# Work request
Please find every line below that includes "unwrap" and report how many there are. Nothing else is needed.

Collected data
◆ ◆ ◆ ◆ ◆ ◆ ◆
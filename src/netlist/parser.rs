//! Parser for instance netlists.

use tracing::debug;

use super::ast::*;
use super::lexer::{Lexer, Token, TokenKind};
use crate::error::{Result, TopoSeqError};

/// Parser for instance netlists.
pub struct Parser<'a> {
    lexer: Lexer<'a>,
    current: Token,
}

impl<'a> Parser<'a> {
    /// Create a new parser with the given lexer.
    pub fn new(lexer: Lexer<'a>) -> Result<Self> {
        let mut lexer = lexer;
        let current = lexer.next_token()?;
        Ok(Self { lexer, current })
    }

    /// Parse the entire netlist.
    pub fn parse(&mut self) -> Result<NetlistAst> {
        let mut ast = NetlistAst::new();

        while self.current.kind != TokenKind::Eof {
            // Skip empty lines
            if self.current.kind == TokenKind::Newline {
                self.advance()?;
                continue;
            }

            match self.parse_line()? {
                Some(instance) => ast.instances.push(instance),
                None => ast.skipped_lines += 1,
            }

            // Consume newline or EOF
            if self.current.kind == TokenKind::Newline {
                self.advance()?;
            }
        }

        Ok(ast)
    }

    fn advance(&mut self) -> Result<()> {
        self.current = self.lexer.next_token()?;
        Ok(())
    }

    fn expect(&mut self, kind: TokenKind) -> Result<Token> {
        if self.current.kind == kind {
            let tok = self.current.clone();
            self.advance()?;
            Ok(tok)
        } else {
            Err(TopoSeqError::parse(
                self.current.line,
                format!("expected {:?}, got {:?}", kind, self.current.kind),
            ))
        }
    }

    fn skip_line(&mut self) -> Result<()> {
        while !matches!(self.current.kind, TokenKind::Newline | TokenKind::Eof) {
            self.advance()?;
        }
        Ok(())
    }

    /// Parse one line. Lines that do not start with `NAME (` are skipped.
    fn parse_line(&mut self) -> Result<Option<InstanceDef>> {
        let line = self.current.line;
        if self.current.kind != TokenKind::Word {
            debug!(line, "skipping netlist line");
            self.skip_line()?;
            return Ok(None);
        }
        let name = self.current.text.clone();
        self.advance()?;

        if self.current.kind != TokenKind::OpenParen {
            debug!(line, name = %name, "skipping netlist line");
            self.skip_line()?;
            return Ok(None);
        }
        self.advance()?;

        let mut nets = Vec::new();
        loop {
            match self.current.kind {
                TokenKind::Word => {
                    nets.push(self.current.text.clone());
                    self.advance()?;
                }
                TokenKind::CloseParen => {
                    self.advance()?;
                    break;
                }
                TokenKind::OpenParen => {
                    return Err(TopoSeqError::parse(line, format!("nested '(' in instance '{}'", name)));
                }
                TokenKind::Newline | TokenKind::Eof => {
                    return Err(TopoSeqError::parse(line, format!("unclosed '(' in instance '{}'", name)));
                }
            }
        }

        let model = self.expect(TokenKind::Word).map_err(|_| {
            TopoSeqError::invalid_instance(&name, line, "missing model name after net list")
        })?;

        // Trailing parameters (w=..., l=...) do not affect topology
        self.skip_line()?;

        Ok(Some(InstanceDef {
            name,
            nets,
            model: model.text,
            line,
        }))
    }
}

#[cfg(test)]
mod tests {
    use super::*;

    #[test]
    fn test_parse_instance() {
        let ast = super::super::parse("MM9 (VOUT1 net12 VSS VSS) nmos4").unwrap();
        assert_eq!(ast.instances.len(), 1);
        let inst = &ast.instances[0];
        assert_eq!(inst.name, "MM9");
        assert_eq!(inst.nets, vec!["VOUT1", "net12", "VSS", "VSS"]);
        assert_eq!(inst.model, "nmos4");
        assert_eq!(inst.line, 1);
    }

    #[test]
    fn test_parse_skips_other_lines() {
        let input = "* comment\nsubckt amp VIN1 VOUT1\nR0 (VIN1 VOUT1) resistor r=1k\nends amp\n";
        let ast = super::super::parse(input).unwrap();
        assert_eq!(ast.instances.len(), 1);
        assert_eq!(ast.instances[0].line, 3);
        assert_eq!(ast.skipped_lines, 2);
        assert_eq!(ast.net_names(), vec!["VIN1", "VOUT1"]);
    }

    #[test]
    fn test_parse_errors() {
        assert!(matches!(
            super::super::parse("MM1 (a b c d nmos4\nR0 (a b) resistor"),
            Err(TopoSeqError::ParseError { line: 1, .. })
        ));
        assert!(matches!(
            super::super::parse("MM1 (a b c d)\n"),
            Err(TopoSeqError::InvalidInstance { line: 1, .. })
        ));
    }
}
◆ ◆ ◆ ◆ ◆ ◆ ◆
# Response to this exercise
2